╭─ GIVEN INFORMATION

//! In-memory storage backend for testing.

use crate::backend::StorageBackend;
use crate::error::StorageResult;
use parking_lot::RwLock;
use std::sync::Arc;

/// An in-memory append-only backend.
///
/// Clones share the same buffer, so a test can hand one clone to a log
/// writer and inspect the bytes through another.
///
/// # Example
///
/// ```rust
/// use tsmerge_storage::{StorageBackend, InMemoryBackend};
///
/// let backend = InMemoryBackend::new();
/// let mut writer = backend.clone();
/// writer.append(b"abc").unwrap();
/// assert_eq!(backend.data(), b"abc");
/// ```
#[derive(Debug, Default, Clone)]
pub struct InMemoryBackend {
    data: Arc<RwLock<Vec<u8>>>,
}

impl InMemoryBackend {
    /// Creates a new empty in-memory backend.
    #[must_use]
    pub fn new() -> Self {
        Self::default()
    }

    /// Returns a copy of all data in the backend.
    #[must_use]
    pub fn data(&self) -> Vec<u8> {
        self.data.read().clone()
    }
}

impl StorageBackend for InMemoryBackend {
    fn append(&mut self, new_data: &[u8]) -> StorageResult<u64> {
        let mut data = self.data.write();
        let offset = data.len() as u64;
        data.extend_from_slice(new_data);
        Ok(offset)
    }

    fn flush(&mut self) -> StorageResult<()> {
        Ok(())
    }

    fn sync(&mut self) -> StorageResult<()> {
        Ok(())
    }

    fn size(&self) -> StorageResult<u64> {
        Ok(self.data.read().len() as u64)
    }
}
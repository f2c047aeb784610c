//! Compaction task variants and a deduplicating run queue.

use crate::error::CoreResult;
use crate::forward::{ForwardCompactionTask, ForwardOutcome};
use crate::recover::{RecoverTask, RecoveryOutcome};
use crate::registry::FileSetRegistry;
use parking_lot::Mutex;
use std::collections::VecDeque;
use std::sync::Arc;
use tracing::debug;

/// A unit of work for the compaction scheduler.
#[derive(Debug)]
pub enum CompactionTask {
    /// Merge selected files.
    Forward(ForwardCompactionTask),
    /// Resolve a leftover compaction log.
    Recover(RecoverTask),
}

/// Result of running a [`CompactionTask`].
#[derive(Debug, Clone, PartialEq, Eq)]
pub enum TaskOutcome {
    /// Outcome of a forward task.
    Forward(ForwardOutcome),
    /// Outcome of a recovery task.
    Recover(RecoveryOutcome),
}

impl CompactionTask {
    /// The registry the task works on.
    #[must_use]
    pub fn registry(&self) -> &Arc<FileSetRegistry> {
        match self {
            Self::Forward(t) => t.registry(),
            Self::Recover(t) => t.registry(),
        }
    }

    /// Whether the task may start now.
    #[must_use]
    pub fn is_valid_to_run(&self) -> bool {
        match self {
            Self::Forward(t) => t.is_valid_to_run(),
            Self::Recover(t) => t.is_valid_to_run(),
        }
    }

    /// Whether `other` is a duplicate. Tasks of different kinds never are.
    #[must_use]
    pub fn same_task(&self, other: &Self) -> bool {
        match (self, other) {
            (Self::Forward(a), Self::Forward(b)) => a.same_task(b),
            (Self::Recover(a), Self::Recover(b)) => a.same_task(b),
            _ => false,
        }
    }

    /// Runs the task.
    ///
    /// # Errors
    ///
    /// Returns the task's unresolved failure.
    pub fn run(&self) -> CoreResult<TaskOutcome> {
        match self {
            Self::Forward(t) => t.run().map(TaskOutcome::Forward),
            Self::Recover(t) => t.recover().map(TaskOutcome::Recover),
        }
    }

    fn is_recover(&self) -> bool {
        matches!(self, Self::Recover(_))
    }
}

/// FIFO of pending tasks. Recovery tasks are queued ahead of forward tasks.
#[derive(Debug, Default)]
pub struct TaskQueue {
    tasks: Mutex<VecDeque<CompactionTask>>,
}

impl TaskQueue {
    /// Creates an empty queue.
    #[must_use]
    pub fn new() -> Self {
        Self::default()
    }

    /// Queues `task` unless an equivalent task is already pending.
    ///
    /// Returns false for a duplicate.
    pub fn submit(&self, task: CompactionTask) -> bool {
        let mut tasks = self.tasks.lock();
        if tasks.iter().any(|queued| queued.same_task(&task)) {
            debug!(registry = %task.registry().key(), "[Compaction] duplicate task dropped");
            return false;
        }
        if task.is_recover() {
            let at = tasks
                .iter()
                .position(|t| !t.is_recover())
                .unwrap_or(tasks.len());
            tasks.insert(at, task);
        } else {
            tasks.push_back(task);
        }
        true
    }

    /// Number of pending tasks.
    #[must_use]
    pub fn len(&self) -> usize {
        self.tasks.lock().len()
    }

    /// Returns true if nothing is pending.
    #[must_use]
    pub fn is_empty(&self) -> bool {
        self.tasks.lock().is_empty()
    }

    /// Pops the next task that is valid to run, discarding stale ones.
    pub fn next_runnable(&self) -> Option<CompactionTask> {
        let mut tasks = self.tasks.lock();
        while let Some(task) = tasks.pop_front() {
            if task.is_valid_to_run() {
                return Some(task);
            }
            debug!(
                registry = %task.registry().key(),
                "[Compaction] task is no longer valid to run, skipped"
            );
        }
        None
    }

    /// Runs every runnable task in order and returns their results.
    pub fn drain(&self) -> Vec<CoreResult<TaskOutcome>> {
        let mut results = Vec::new();
        while let Some(task) = self.next_runnable() {
            results.push(task.run());
        }
        results
    }
}

#[cfg(test)]
mod tests {
    use super::*;
    use crate::config::CompactionConfig;
    use crate::identifier::FileIdentifier;
    use crate::types::{RegistryKey, SequenceClass};
    use std::path::PathBuf;
    use tempfile::tempdir;
    use tsmerge_storage::{FileSystem, OsFileSystem};

    fn registry() -> Arc<FileSetRegistry> {
        Arc::new(FileSetRegistry::new(RegistryKey::new(
            "root.sg",
            "0",
            0,
            SequenceClass::Sequence,
        )))
    }

    fn recover(registry: &Arc<FileSetRegistry>, log: PathBuf) -> CompactionTask {
        CompactionTask::Recover(RecoverTask::new(
            Arc::clone(registry),
            Arc::new(OsFileSystem),
            CompactionConfig::new().data_dirs(vec!["/data".into()]),
            log,
        ))
    }

    fn forward(registry: &Arc<FileSetRegistry>, names: &[&str]) -> CompactionTask {
        let sources = names
            .iter()
            .map(|n| FileIdentifier::new(registry.key(), *n))
            .collect();
        CompactionTask::Forward(ForwardCompactionTask::new(
            Arc::clone(registry),
            Arc::new(OsFileSystem) as Arc<dyn FileSystem>,
            CompactionConfig::new(),
            sources,
        ))
    }

    #[test]
    fn duplicates_are_dropped() {
        let reg = registry();
        let queue = TaskQueue::new();
        assert!(queue.submit(recover(&reg, "/a.log".into())));
        assert!(!queue.submit(recover(&reg, "/a.log".into())));
        assert!(queue.submit(recover(&reg, "/b.log".into())));
        assert!(queue.submit(forward(&reg, &["1-1-0-0.tsfile"])));
        assert!(!queue.submit(forward(&reg, &["1-1-0-0.tsfile"])));
        assert_eq!(queue.len(), 3);
    }

    #[test]
    fn recovery_runs_before_forward() {
        let reg = registry();
        let queue = TaskQueue::new();
        queue.submit(forward(&reg, &["1-1-0-0.tsfile"]));
        queue.submit(recover(&reg, "/a.log".into()));

        let tasks = queue.tasks.lock();
        assert!(tasks[0].is_recover());
        assert!(!tasks[1].is_recover());
    }

    #[test]
    fn stale_tasks_are_skipped() {
        let dir = tempdir().unwrap();
        let reg = registry();
        let queue = TaskQueue::new();
        let live = dir.path().join("live.inner-compaction.log");
        std::fs::write(&live, b"").unwrap();

        queue.submit(recover(&reg, dir.path().join("gone.inner-compaction.log")));
        queue.submit(recover(&reg, live.clone()));
        queue.submit(forward(&reg, &["1-1-0-0.tsfile"]));

        let next = queue.next_runnable().unwrap();
        match next {
            CompactionTask::Recover(t) => assert_eq!(t.log_path(), live),
            CompactionTask::Forward(_) => panic!("expected the live recovery task"),
        }
        // The forward task's source is not registered.
        assert!(queue.next_runnable().is_none());
        assert!(queue.is_empty());
    }

    #[test]
    fn drain_runs_everything_runnable() {
        let dir = tempdir().unwrap();
        let reg = registry();
        let queue = TaskQueue::new();
        let log = dir.path().join("x.inner-compaction.log");
        std::fs::write(&log, b"").unwrap();
        queue.submit(recover(&reg, log.clone()));

        let results = queue.drain();
        assert_eq!(results.len(), 1);
        assert_eq!(
            results[0].as_ref().unwrap(),
            &TaskOutcome::Recover(RecoveryOutcome::IncompleteLog)
        );
        assert!(!log.exists());
    }
}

╰─

## ABOUT THIS EXERCISE
Which lines in the records above contain the string "StorageResult"? Copy them.

## TASK RESULT
use crate::error::StorageResult;
    fn append(&mut self, new_data: &[u8]) -> StorageResult<u64> {
    fn flush(&mut self) -> StorageResult<()> {
    fn sync(&mut self) -> StorageResult<()> {
    fn size(&self) -> StorageResult<u64> {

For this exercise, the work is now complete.